START INPUT DATA
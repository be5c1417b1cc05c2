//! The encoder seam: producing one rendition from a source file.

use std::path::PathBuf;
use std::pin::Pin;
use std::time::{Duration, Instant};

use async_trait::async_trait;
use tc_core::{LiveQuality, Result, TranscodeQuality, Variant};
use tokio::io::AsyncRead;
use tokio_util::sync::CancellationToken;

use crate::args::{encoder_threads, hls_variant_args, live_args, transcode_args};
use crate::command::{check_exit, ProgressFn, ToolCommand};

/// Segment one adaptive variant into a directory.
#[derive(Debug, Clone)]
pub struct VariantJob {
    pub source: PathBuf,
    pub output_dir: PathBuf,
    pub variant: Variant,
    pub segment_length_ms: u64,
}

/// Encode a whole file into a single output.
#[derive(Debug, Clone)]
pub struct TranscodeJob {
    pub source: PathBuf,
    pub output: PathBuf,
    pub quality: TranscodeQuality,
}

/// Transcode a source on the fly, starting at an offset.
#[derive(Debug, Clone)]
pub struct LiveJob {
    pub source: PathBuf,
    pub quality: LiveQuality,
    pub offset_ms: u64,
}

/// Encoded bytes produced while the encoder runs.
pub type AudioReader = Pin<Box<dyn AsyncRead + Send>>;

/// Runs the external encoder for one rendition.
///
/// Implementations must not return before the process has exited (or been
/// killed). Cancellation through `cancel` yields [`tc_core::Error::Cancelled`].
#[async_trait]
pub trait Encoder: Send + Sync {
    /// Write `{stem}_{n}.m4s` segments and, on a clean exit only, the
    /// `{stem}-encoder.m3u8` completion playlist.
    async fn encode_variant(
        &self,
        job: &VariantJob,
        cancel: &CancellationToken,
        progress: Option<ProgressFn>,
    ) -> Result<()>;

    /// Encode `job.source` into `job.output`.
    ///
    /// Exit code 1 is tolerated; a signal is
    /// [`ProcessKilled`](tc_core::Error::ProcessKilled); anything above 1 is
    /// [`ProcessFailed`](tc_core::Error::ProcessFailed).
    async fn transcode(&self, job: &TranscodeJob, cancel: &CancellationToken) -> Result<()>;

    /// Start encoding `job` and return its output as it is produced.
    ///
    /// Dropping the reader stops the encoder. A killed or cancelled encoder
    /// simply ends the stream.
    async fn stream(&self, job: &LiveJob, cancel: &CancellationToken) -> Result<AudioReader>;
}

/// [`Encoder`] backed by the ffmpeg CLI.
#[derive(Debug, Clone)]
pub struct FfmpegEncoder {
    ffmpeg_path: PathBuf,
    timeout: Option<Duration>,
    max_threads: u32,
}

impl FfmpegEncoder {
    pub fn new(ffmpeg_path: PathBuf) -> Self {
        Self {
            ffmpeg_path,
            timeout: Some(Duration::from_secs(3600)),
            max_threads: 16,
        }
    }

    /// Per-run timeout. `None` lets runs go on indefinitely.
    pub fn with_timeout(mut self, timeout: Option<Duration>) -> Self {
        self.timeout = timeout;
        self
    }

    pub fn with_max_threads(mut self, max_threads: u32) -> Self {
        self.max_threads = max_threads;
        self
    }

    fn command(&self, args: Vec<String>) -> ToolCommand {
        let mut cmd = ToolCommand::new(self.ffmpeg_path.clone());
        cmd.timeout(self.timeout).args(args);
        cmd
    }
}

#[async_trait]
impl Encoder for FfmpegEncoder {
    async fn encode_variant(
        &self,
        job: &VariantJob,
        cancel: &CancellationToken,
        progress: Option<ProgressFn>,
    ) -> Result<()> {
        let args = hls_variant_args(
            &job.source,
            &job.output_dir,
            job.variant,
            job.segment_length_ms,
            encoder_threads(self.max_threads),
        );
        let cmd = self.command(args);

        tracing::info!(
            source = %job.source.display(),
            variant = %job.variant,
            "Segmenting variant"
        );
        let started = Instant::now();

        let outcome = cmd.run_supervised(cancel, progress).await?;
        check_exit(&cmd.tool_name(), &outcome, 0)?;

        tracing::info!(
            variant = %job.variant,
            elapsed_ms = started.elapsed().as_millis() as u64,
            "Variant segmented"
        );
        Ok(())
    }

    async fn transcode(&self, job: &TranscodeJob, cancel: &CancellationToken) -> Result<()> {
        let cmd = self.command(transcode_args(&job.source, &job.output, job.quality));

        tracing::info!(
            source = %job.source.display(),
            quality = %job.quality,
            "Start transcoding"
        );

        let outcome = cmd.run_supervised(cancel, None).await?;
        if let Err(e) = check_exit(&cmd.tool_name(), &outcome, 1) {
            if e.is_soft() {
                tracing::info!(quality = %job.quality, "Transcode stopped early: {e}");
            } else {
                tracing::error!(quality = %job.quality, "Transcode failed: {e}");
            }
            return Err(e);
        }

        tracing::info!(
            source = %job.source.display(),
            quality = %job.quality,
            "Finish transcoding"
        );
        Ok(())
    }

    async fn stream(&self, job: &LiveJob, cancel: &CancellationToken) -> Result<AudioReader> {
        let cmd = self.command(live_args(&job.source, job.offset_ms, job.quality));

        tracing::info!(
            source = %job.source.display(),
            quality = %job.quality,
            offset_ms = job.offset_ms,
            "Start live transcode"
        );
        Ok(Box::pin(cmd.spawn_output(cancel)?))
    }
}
END INPUT DATA
> _AIM OF THE EXERCISE_: Word for word, retype all of the entries above.

> _RESULT FOR THIS TASK_:
repository be5c1417b1cc05c2
//! The encoder seam: producing one rendition from a source file.

use std::path::PathBuf;
use std::pin::Pin;
use std::time::{Duration, Instant};

use async_trait::async_trait;
use tc_core::{LiveQuality, Result, TranscodeQuality, Variant};
use tokio::io::AsyncRead;
use tokio_util::sync::CancellationToken;

use crate::args::{encoder_threads, hls_variant_args, live_args, transcode_args};
use crate::command::{check_exit, ProgressFn, ToolCommand};

/// Segment one adaptive variant into a directory.
#[derive(Debug, Clone)]
pub struct VariantJob {
    pub source: PathBuf,
    pub output_dir: PathBuf,
    pub variant: Variant,
    pub segment_length_ms: u64,
}

/// Encode a whole file into a single output.
#[derive(Debug, Clone)]
pub struct TranscodeJob {
    pub source: PathBuf,
    pub output: PathBuf,
    pub quality: TranscodeQuality,
}

/// Transcode a source on the fly, starting at an offset.
#[derive(Debug, Clone)]
pub struct LiveJob {
    pub source: PathBuf,
    pub quality: LiveQuality,
    pub offset_ms: u64,
}

/// Encoded bytes produced while the encoder runs.
pub type AudioReader = Pin<Box<dyn AsyncRead + Send>>;

/// Runs the external encoder for one rendition.
///
/// Implementations must not return before the process has exited (or been
/// killed). Cancellation through `cancel` yields [`tc_core::Error::Cancelled`].
#[async_trait]
pub trait Encoder: Send + Sync {
    /// Write `{stem}_{n}.m4s` segments and, on a clean exit only, the
    /// `{stem}-encoder.m3u8` completion playlist.
    async fn encode_variant(
        &self,
        job: &VariantJob,
        cancel: &CancellationToken,
        progress: Option<ProgressFn>,
    ) -> Result<()>;

    /// Encode `job.source` into `job.output`.
    ///
    /// Exit code 1 is tolerated; a signal is
    /// [`ProcessKilled`](tc_core::Error::ProcessKilled); anything above 1 is
    /// [`ProcessFailed`](tc_core::Error::ProcessFailed).
    async fn transcode(&self, job: &TranscodeJob, cancel: &CancellationToken) -> Result<()>;

    /// Start encoding `job` and return its output as it is produced.
    ///
    /// Dropping the reader stops the encoder. A killed or cancelled encoder
    /// simply ends the stream.
    async fn stream(&self, job: &LiveJob, cancel: &CancellationToken) -> Result<AudioReader>;
}

/// [`Encoder`] backed by the ffmpeg CLI.
#[derive(Debug, Clone)]
pub struct FfmpegEncoder {
    ffmpeg_path: PathBuf,
    timeout: Option<Duration>,
    max_threads: u32,
}

impl FfmpegEncoder {
    pub fn new(ffmpeg_path: PathBuf) -> Self {
        Self {
            ffmpeg_path,
            timeout: Some(Duration::from_secs(3600)),
            max_threads: 16,
        }
    }

    /// Per-run timeout. `None` lets runs go on indefinitely.
    pub fn with_timeout(mut self, timeout: Option<Duration>) -> Self {
        self.timeout = timeout;
        self
    }

    pub fn with_max_threads(mut self, max_threads: u32) -> Self {
        self.max_threads = max_threads;
        self
    }

    fn command(&self, args: Vec<String>) -> ToolCommand {
        let mut cmd = ToolCommand::new(self.ffmpeg_path.clone());
        cmd.timeout(self.timeout).args(args);
        cmd
    }
}

#[async_trait]
impl Encoder for FfmpegEncoder {
    async fn encode_variant(
        &self,
        job: &VariantJob,
        cancel: &CancellationToken,
        progress: Option<ProgressFn>,
    ) -> Result<()> {
        let args = hls_variant_args(
            &job.source,
            &job.output_dir,
            job.variant,
            job.segment_length_ms,
            encoder_threads(self.max_threads),
        );
        let cmd = self.command(args);

        tracing::info!(
            source = %job.source.display(),
            variant = %job.variant,
            "Segmenting variant"
        );
        let started = Instant::now();

        let outcome = cmd.run_supervised(cancel, progress).await?;
        check_exit(&cmd.tool_name(), &outcome, 0)?;

        tracing::info!(
            variant = %job.variant,
            elapsed_ms = started.elapsed().as_millis() as u64,
            "Variant segmented"
        );
        Ok(())
    }

    async fn transcode(&self, job: &TranscodeJob, cancel: &CancellationToken) -> Result<()> {
        let cmd = self.command(transcode_args(&job.source, &job.output, job.quality));

        tracing::info!(
            source = %job.source.display(),
            quality = %job.quality,
            "Start transcoding"
        );

        let outcome = cmd.run_supervised(cancel, None).await?;
        if let Err(e) = check_exit(&cmd.tool_name(), &outcome, 1) {
            if e.is_soft() {
                tracing::info!(quality = %job.quality, "Transcode stopped early: {e}");
            } else {
                tracing::error!(quality = %job.quality, "Transcode failed: {e}");
            }
            return Err(e);
        }

        tracing::info!(
            source = %job.source.display(),
            quality = %job.quality,
            "Finish transcoding"
        );
        Ok(())
    }

    async fn stream(&self, job: &LiveJob, cancel: &CancellationToken) -> Result<AudioReader> {
        let cmd = self.command(live_args(&job.source, job.offset_ms, job.quality));

        tracing::info!(
            source = %job.source.display(),
            quality = %job.quality,
            offset_ms = job.offset_ms,
            "Start live transcode"
        );
        Ok(Box::pin(cmd.spawn_output(cancel)?))
    }
}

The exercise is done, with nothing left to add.